A-Sensei is a teacher I met with a couple weeks ago who had a great impact on my training.
In a matter of two shots and a few questions back and forth he was able to pinpoint a whole heap of fundamental mistakes I was making, and then proceed to show me just how to fix them. The preciseness of his eye and ability with the bow impressed me a lot. In just a couple hours of training with him, my whole kyudo world was turned upside down. I’m already looking for the next chance to head back to his dojo.
Unfortunately this is not easy. Largely for the same reason that I will refer to him as A-Sensei instead of by his real name. At a time he was the highest ranking archer in the area with a long history of national tournaments and trophies. However, due to few certain reasons of disagreement with authorities in the kyudo world, he is no longer a member of the offical kyudo organization. Opinions about him seem to be mixed, in that some feel he shouldn’t have been ousted, others don’t seem to respect him, but mostly nobody really knows everything. I am vaguely aware of the details, but think it’s kind of silly to deprive the kyudo world of such a valuable teacher over such quibbles. That aside, I don’t think any worse or better of A-Sensei at this point, and I don’t really think it’s my business or anyone else who isn’t involved. But what it does mean is that I have to visit this teacher in relative secrecy. I know of a few teachers who would definitely not be happy with me visiting A-Sensei, but luckily my best training partner has known and practiced with A-Sensei since decades back into the past, and so I will sneak off with him at night from time to time for this special experience.
So where do we practice if we’re not allowed to in main dojos around the area? At a personal dojo located right next to his house. If there was ever a man-cave to fit my personal desires, this would be it. In a separate building from his house he’s built a shooting area that looks just like a living room until you clear out a chair and open the shutters that reveal two targets 28 meters away at a simple yet proper azuchi (shooting bank). There’s not enough room to practice taihai (movements leading up to the actual shooting), but instead his walls are lined with bows and kake (shooting gloves) and arrows, as well as shelves holding more books on kyudo than I’ve ever seen. He also has a makiwara (practice shooting bail) and a mirror, as well as a stand to hold his i-pad with which he can take videos of shooting and then watch them on a giant flat-screen TV right in front of the shooting area. A-Sensei also has guitars and music interspersed with the kyudo goods, and another shelf full of books about whatever. I’ll have to ask more about how he’s made all of this, especially as he’s a school teacher and doesn’t seem to have his hand in some infinite fountain of cash.

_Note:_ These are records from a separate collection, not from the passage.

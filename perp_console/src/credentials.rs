/// credentials.rs — Exchange API key pair + its on-disk key-value store
///
/// The store is a small JSON object file; the credential pair lives under
/// the fixed key `bingx_creds`. Other keys in the file are preserved.
use std::collections::BTreeMap;
use std::fmt;
use std::fs;
use std::path::{Path, PathBuf};

use serde::{Deserialize, Serialize};
use serde_json::Value;
use tracing::{debug, info};

use crate::error::StoreError;

pub const CREDENTIALS_KEY: &str = "bingx_creds";

#[derive(Clone, PartialEq, Eq, Serialize, Deserialize)]
pub struct Credentials {
    #[serde(rename = "apiKey")]
    pub api_key:    String,
    #[serde(rename = "apiSecret")]
    pub api_secret: String,
}

impl Credentials {
    pub fn new(api_key: impl Into<String>, api_secret: impl Into<String>) -> Self {
        Self { api_key: api_key.into(), api_secret: api_secret.into() }
    }

    /// Both halves present.
    pub fn is_complete(&self) -> bool {
        !self.api_key.trim().is_empty() && !self.api_secret.trim().is_empty()
    }
}

impl fmt::Debug for Credentials {
    fn fmt(&self, f: &mut fmt::Formatter<'_>) -> fmt::Result {
        let shown: String = self.api_key.chars().take(4).collect();
        f.debug_struct("Credentials")
            .field("api_key", &format!("{shown}…"))
            .field("api_secret", &"<redacted>")
            .finish()
    }
}

#[derive(Debug, Clone)]
pub struct CredentialStore {
    path: PathBuf,
}

impl CredentialStore {
    pub fn new(path: impl Into<PathBuf>) -> Self {
        Self { path: path.into() }
    }

    pub fn path(&self) -> &Path {
        &self.path
    }

    pub fn load(&self) -> Result<Option<Credentials>, StoreError> {
        let entries = self.read_entries()?;
        match entries.get(CREDENTIALS_KEY) {
            Some(v) => {
                let creds: Credentials = serde_json::from_value(v.clone())?;
                Ok(creds.is_complete().then_some(creds))
            }
            None => Ok(None),
        }
    }

    /// Overwrites any previously stored pair.
    pub fn save(&self, creds: &Credentials) -> Result<(), StoreError> {
        let mut entries = self.read_entries()?;
        entries.insert(CREDENTIALS_KEY.to_owned(), serde_json::to_value(creds)?);
        self.write_entries(&entries)?;
        info!(path = %self.path.display(), "Credentials saved");
        Ok(())
    }

    pub fn clear(&self) -> Result<(), StoreError> {
        let mut entries = self.read_entries()?;
        if entries.remove(CREDENTIALS_KEY).is_some() {
            self.write_entries(&entries)?;
            info!(path = %self.path.display(), "Credentials removed");
        }
        Ok(())
    }

    fn read_entries(&self) -> Result<BTreeMap<String, Value>, StoreError> {
        match fs::read_to_string(&self.path) {
            Ok(s) if s.trim().is_empty() => Ok(BTreeMap::new()),
            Ok(s) => Ok(serde_json::from_str(&s)?),
            Err(e) if e.kind() == std::io::ErrorKind::NotFound => {
                debug!(path = %self.path.display(), "No credential store yet");
                Ok(BTreeMap::new())
            }
            Err(e) => Err(self.io_err(e)),
        }
    }

    fn write_entries(&self, entries: &BTreeMap<String, Value>) -> Result<(), StoreError> {
        if let Some(dir) = self.path.parent().filter(|d| !d.as_os_str().is_empty()) {
            fs::create_dir_all(dir).map_err(|e| self.io_err(e))?;
        }
        let body = serde_json::to_string_pretty(entries)?;
        fs::write(&self.path, body).map_err(|e| self.io_err(e))?;
        restrict_permissions(&self.path).map_err(|e| self.io_err(e))
    }

    fn io_err(&self, source: std::io::Error) -> StoreError {
        StoreError::Io { path: self.path.display().to_string(), source }
    }
}

#[cfg(unix)]
fn restrict_permissions(path: &Path) -> std::io::Result<()> {
    use std::os::unix::fs::PermissionsExt;
    fs::set_permissions(path, fs::Permissions::from_mode(0o600))
}

#[cfg(not(unix))]
fn restrict_permissions(_path: &Path) -> std::io::Result<()> {
    Ok(())
}

#[cfg(test)]
mod tests {
    use super::*;

    fn temp_store(tag: &str) -> CredentialStore {
        let nanos = chrono::Utc::now().timestamp_nanos_opt().unwrap_or_default();
        let path = std::env::temp_dir()
            .join(format!("perp_console_{tag}_{}_{nanos}", std::process::id()))
            .join("store.json");
        CredentialStore::new(path)
    }

    #[test]
    fn missing_file_means_disconnected() {
        let store = temp_store("missing");
        assert_eq!(store.load().unwrap(), None);
    }

    #[test]
    fn save_load_clear() {
        let store = temp_store("roundtrip");
        let creds = Credentials::new("key-123", "secret-456");
        store.save(&creds).unwrap();
        assert_eq!(store.load().unwrap(), Some(creds));

        let overwritten = Credentials::new("key-789", "secret-000");
        store.save(&overwritten).unwrap();
        assert_eq!(store.load().unwrap(), Some(overwritten));

        store.clear().unwrap();
        assert_eq!(store.load().unwrap(), None);
    }

    #[test]
    fn foreign_keys_survive() {
        let store = temp_store("foreign");
        fs::create_dir_all(store.path().parent().unwrap()).unwrap();
        fs::write(store.path(), r#"{"theme":"dark"}"#).unwrap();
        store.save(&Credentials::new("k", "s")).unwrap();
        store.clear().unwrap();
        let raw = fs::read_to_string(store.path()).unwrap();
        assert!(raw.contains("theme"));
    }

    #[test]
    fn debug_never_shows_secret() {
        let creds = Credentials::new("abcdefgh", "top-secret-value");
        let shown = format!("{creds:?}");
        assert!(!shown.contains("top-secret-value"));
        assert!(!shown.contains("abcdefgh"));
    }
}
/// Order envelope; `data` is decoded only when `code == 0`.
///
/// `code` alone decides acceptance. An accepted order whose `data` does not
/// decode still comes back as a success, just without an id.
pub fn parse_order_response(body: &str) -> Result<ExchangeResponse<OrderAck>, ExchangeError> {
    let env = parse_envelope(body)?;
    let data = if env.code == 0 {
        match decode_data::<WireOrderData>("order", env.data) {
            Ok(d) => Some(OrderAck { order_id: d.order.order_id.into_string() }),
            Err(e) => {
                warn!(error = %e, "Order accepted but its id could not be read");
                None
            }
        }
    } else {
        None
    };
    Ok(ExchangeResponse { code: env.code, msg: env.msg, data })
}

pub fn parse_positions(body: &str) -> Result<Vec<RawPosition>, ExchangeError> {
    let env = parse_envelope(body)?;
    if env.code != 0 {
        return Err(ExchangeError::Rejected { code: env.code, msg: env.msg });
    }
    if env.data.is_null() {
        return Ok(Vec::new());
    }
    let wire: Vec<WirePosition> = decode_data("positions", env.data)?;
    wire.into_iter().map(raw_position).collect()
}

fn raw_position(p: WirePosition) -> Result<RawPosition, ExchangeError> {
    let position_side = match p.position_side.to_ascii_uppercase().as_str() {
        "LONG"  => PositionSide::Long,
        "SHORT" => PositionSide::Short,
        "BOTH"  => PositionSide::Both,
        other   => {
            return Err(ExchangeError::Decode(format!("unknown positionSide `{other}`")));
        }
    };
    let margin_mode = match (p.margin_mode.as_deref(), p.isolated) {
        (Some(m), _) => Some(
            m.parse::<MarginMode>()
                .map_err(|e| ExchangeError::Decode(e.to_string()))?,
        ),
        (None, Some(true))  => Some(MarginMode::Isolated),
        (None, Some(false)) => Some(MarginMode::Cross),
        (None, None)        => None,
    };
    if p.leverage < 0.0 || p.leverage > u32::MAX as f64 {
        return Err(ExchangeError::Decode(format!("leverage {} out of range", p.leverage)));
    }
    Ok(RawPosition {
        position_id:       p.position_id.map(WireId::into_string),
        symbol:            p.symbol,
        position_side,
        avg_price:         p.avg_price,
        position_amt:      p.position_amt,
        leverage:          p.leverage.round() as u32,
        isolated_margin:   p.isolated_margin,
        margin:            p.margin,
        unrealized_profit: p.unrealized_profit,
        margin_mode,
    })
}

// ── Client ────────────────────────────────────────────────────────────────

pub struct BingxClient {
    client:         Client,
    base_url:       String,
    recv_window_ms: u64,
    session:        SessionContext,
    time_sync:      TimeSync,
}

impl BingxClient {
    pub fn new(
        base_url:       &str,
        recv_window_ms: u64,
        timeout:        Duration,
        session:        SessionContext,
    ) -> Result<Self, ExchangeError> {
        let client = Client::builder().timeout(timeout).build()?;
        Ok(Self {
            client,
            base_url: base_url.trim_end_matches('/').to_owned(),
            recv_window_ms,
            session,
            time_sync: TimeSync::new(),
        })
    }

    /// Sync the signing clock with BingX server time.
    pub async fn sync_time(&self) -> Result<i64, ExchangeError> {
        self.time_sync.sync(&self.client, &self.base_url).await
    }

    fn sign(&self, params: RequestParams) -> Result<(String, SignedRequest), ExchangeError> {
        let creds = self.session.credentials().ok_or(ExchangeError::MissingCredentials)?;
        let signed = SignedRequest::new(
            params,
            &creds.api_secret,
            self.time_sync.timestamp_ms(),
            self.recv_window_ms,
        )?;
        Ok((creds.api_key, signed))
    }

    async fn fetch_ticker(&self, symbol: &str) -> Result<Ticker, ExchangeError> {
        let url = format!("{}{}?symbol={}", self.base_url, TICKER_PATH, symbol);
        let resp = self.client.get(&url).send().await?;
        parse_ticker(&read_body(resp).await?)
    }
}

#[async_trait]
impl Exchange for BingxClient {
    async fn ticker(&self, symbol: &str) -> Option<Ticker> {
        match self.fetch_ticker(symbol).await {
            Ok(t) => Some(t),
            Err(e) => {
                warn!(%symbol, error = %e, "Ticker fetch failed");
                None
            }
        }
    }

    async fn place_order(
        &self,
        order: &OrderRequest,
    ) -> Result<ExchangeResponse<OrderAck>, ExchangeError> {
        let (api_key, signed) = self.sign(order.to_params())?;
        let url = format!("{}{}?{}", self.base_url, ORDER_PATH, signed.query_string());

        info!(order = %order, "Placing order");

        let resp = self
            .client
            .post(&url)
            .header(API_KEY_HEADER, api_key)
            .header("Content-Type", "application/json")
            .send()
            .await?;

        let parsed = parse_order_response(&read_body(resp).await?)?;
        match &parsed.data {
            Some(ack) if parsed.is_success() => {
                info!(order_id = %ack.order_id, order = %order, "Order accepted");
            }
            _ => warn!(code = parsed.code, msg = %parsed.msg, order = %order, "Order rejected"),
        }
        Ok(parsed)
    }

    async fn positions(&self) -> Result<Vec<RawPosition>, ExchangeError> {
        let (api_key, signed) = match self.sign(RequestParams::new()) {
            Ok(s) => s,
            Err(ExchangeError::MissingCredentials) => return Ok(Vec::new()),
            Err(e) => return Err(e),
        };
        let url = format!("{}{}?{}", self.base_url, POSITIONS_PATH, signed.query_string());

        let resp = self
            .client
            .get(&url)
            .header(API_KEY_HEADER, api_key)
            .send()
            .await?;

        let positions = parse_positions(&read_body(resp).await?)?;
        debug!(count = positions.len(), "Positions fetched");
        Ok(positions)
    }
}

/// Non-2xx bodies still carry a `{code, msg}` envelope on BingX; anything
/// else is a transport problem.
async fn read_body(resp: Response) -> Result<String, ExchangeError> {
    let status = resp.status();
    let body = resp.text().await?;
    if !status.is_success() && parse_envelope(&body).is_err() {
        let snippet: String = body.chars().take(200).collect();
        return Err(ExchangeError::Transport(format!("HTTP {status}: {snippet}")));
    }
    Ok(body)
}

It seems that after he comes home from work he opens his dojo for personal practice and for a few other people around the area who come to train in secrecy. Unfortunately I work in the afternoons and nights so I won’t be able to visit regularly, but I’m hoping I can make it once a month. The buddy I go with goes about once a week, so we often help each other throughout the week trying to put to practice what A-Sensei is talking about. A-Sensei wants me to teach him English as he teaches me the bow, and after all the gems he gave me last time, I’ve got a lot of work to make up for.
Hopefully I’ll be able to head back soon and reveal some interesting stories and hints here.